CureSearch for Children’s Cancer, a national non-profit with a mission to end childhood cancer by driving targeted and innovative research in an accelerated time frame, will fund a Phase I clinical trial to bring new therapies to paediatric brain cancer patients, including those with limited or no treatment options.
The trial is led by Dr David Munn and Dr Theodore Johnson of the Medical College of Georgia at Augusta University. Dr Munn has a track record of forming collaborative teams that move basic-science discoveries into innovative clinical trials. In 2015, his team developed a novel therapy, the first-in-class IDO-inhibitor drug (indoximod) and advanced this therapy through early-stage clinical trials.

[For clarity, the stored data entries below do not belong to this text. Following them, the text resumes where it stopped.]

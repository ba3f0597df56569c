use crate::data::DataHandler;
use crate::domain::MarketEvent;
use crate::error::EngineError;

use super::{Strategy, StrategyOutput};

/// Never trades. Useful for checking replay and termination.
#[derive(Debug, Clone, Copy, Default)]
pub struct NullStrategy;

impl Strategy for NullStrategy {
    fn name(&self) -> &str {
        "null"
    }

    fn on_market(
        &mut self,
        _event: &MarketEvent,
        _data: &dyn DataHandler,
    ) -> Result<Option<StrategyOutput>, EngineError> {
        Ok(None)
    }
}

Dr Munn and his team will now examine if the addition of ibrutinib can promote anti-tumour activity in brain cancer patients who are actively progressing, and have already become resistant to chemoimmunotherapy with indoximod alone.
Dr Munn is collaborating with Dr Johnson, a physician-scientist and paediatric oncologist concentrating on developing multi-modal chemoimmunotherapy for children with brain cancer, as part of a collaboration between the Georgia Cancer Center and the Children’s Hospital of Georgia.
“We chose malignant brain tumours because this is an underserved field,” said Dr Munn. “Once these children recur, there is seldom a standard treatment pathway that can offer a cure, so this population of patients is well-positioned to benefit from new modalities of therapy.”
If the current proof-of-concept Phase I trial is successful, then the ibrutinib/indoximod platform would readily transfer to other tumours and chemotherapy. This could have profound impacts on end-stage patients who have previously had little or no treatment options.
The trial is being funded through a CureSearch Catapult Award, which supports Phase I or Phase II clinical trials that advance promising therapies for paediatric cancer. The Catapult Award propels high-potential research out of the lab, into the clinic and, ultimately, to the kids who need it most.
“Our funding strategy is laser-focused on addressing areas of unmet need. Dr Munn’s clinical trial has huge potential to dial back the intensity of standard therapies, giving these kids new options and a better quality of life,” said Holly Zink, CureSearch Director of Research and Programs.
As part of CureSearch’s growing co-funding model, Dr Munn’s Catapult Award is also supported in part by the Rally Foundation for Childhood Cancer Research. Rally raises awareness and funds to find better treatments and cures for childhood cancer.
“Rally is a strong believer in funding early research, and continuing to fund the research as it progresses. We are thrilled to have been supporting groundbreaking research for years,” said Dean Crowe, founder and CEO of the Rally Foundation. “Now, Rally is able to catapult Drs Munn and Johnson’s research in partnership with CureSearch. It is great when foundations collaborate and expedite new treatments to kids fighting the childhood cancer beast.”